START Dataset entries

use crate::symbol::Symbol;
use crate::tree::{Child, Tree};

/// Converts treebank trees into binary-branching trees with markovized labels.
///
/// Nodes with more than two children are factored to the right:
///
/// ```text
/// (NP DT JJ JJ NN)  =>  (NP DT (NP|<JJ-JJ-NN> JJ (NP|<JJ-NN> JJ NN)))
/// ```
#[derive(Clone, Copy, Debug)]
pub struct Binarizer {
    horizontal: Option<usize>,
    vertical: usize,
}

impl Binarizer {
    /// Creates a new binarizer.
    ///
    /// # Arguments
    ///
    /// * `horizontal` - Number of sibling labels kept in intermediate symbols. `None` keeps all
    ///   of them.
    /// * `vertical` - Number of ancestor labels attached to each phrasal node. `0` disables
    ///   the annotation.
    pub const fn new(horizontal: Option<usize>, vertical: usize) -> Self {
        Self {
            horizontal,
            vertical,
        }
    }

    /// Binarizes a tree. The root label is never annotated.
    ///
    /// # Examples
    ///
    /// ```
    /// use sapling::{Binarizer, Tree};
    ///
    /// let t = Tree::from_bracketed("(S (NP (DT a) (JJ big) (NN dog)) (VP (VBZ barks)))").unwrap();
    /// let b = Binarizer::new(None, 1).binarize(&t);
    /// assert_eq!(
    ///     "(S (NP^<S> (DT a) (NP|<JJ-NN>^<S> (JJ big) (NN dog))) (VP^<S> (VBZ barks)))",
    ///     b.to_string(),
    /// );
    /// ```
    pub fn binarize(&self, tree: &Tree<String>) -> Tree<Symbol> {
        self.binarize_node(tree, &[tree.label.clone()], true)
    }

    fn binarize_node(&self, node: &Tree<String>, parents: &[String], is_root: bool) -> Tree<Symbol> {
        let is_phrasal = matches!(node.children.first(), Some(Child::Node(_)));

        let (label, ancestors, child_parents) = if self.vertical != 0 && !is_root && is_phrasal {
            let mut child_parents = Vec::with_capacity(self.vertical);
            child_parents.push(node.label.clone());
            child_parents.extend(parents.iter().take(self.vertical - 1).cloned());
            let label = Symbol::Annotated {
                label: node.label.clone(),
                ancestors: parents.to_vec(),
            };
            (label, parents.to_vec(), child_parents)
        } else {
            (Symbol::Label(node.label.clone()), vec![], parents.to_vec())
        };

        let mut children: Vec<Child<Symbol>> = node
            .children
            .iter()
            .map(|child| match child {
                Child::Node(t) => Child::Node(self.binarize_node(t, &child_parents, false)),
                Child::Word(w) => Child::Word(w.clone()),
            })
            .collect();

        if children.len() <= 2 || node.is_lexical() {
            return Tree::new(label, children);
        }

        let sibling_labels: Vec<&String> = node
            .children
            .iter()
            .filter_map(|child| match child {
                Child::Node(t) => Some(&t.label),
                Child::Word(_) => None,
            })
            .collect();
        let n_children = children.len();
        let horizontal = self.horizontal.unwrap_or(usize::MAX);
        let intermediate = |i: usize| Symbol::Intermediate {
            parent: node.label.clone(),
            siblings: sibling_labels[i..i.saturating_add(horizontal).min(n_children)]
                .iter()
                .map(|&s| s.clone())
                .collect(),
            ancestors: ancestors.clone(),
        };

        // Builds the chain of intermediate nodes from the rightmost one.
        let last = children.pop().unwrap();
        let second_last = children.pop().unwrap();
        let mut tail = Tree::new(intermediate(n_children - 2), vec![second_last, last]);
        for i in (1..n_children - 2).rev() {
            let child = children.pop().unwrap();
            tail = Tree::new(intermediate(i), vec![child, Child::Node(tail)]);
        }
        let first = children.pop().unwrap();
        Tree::new(label, vec![first, Child::Node(tail)])
    }
}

END Dataset entries

One number only, please: the count of lines in the data that hold the word "None".

3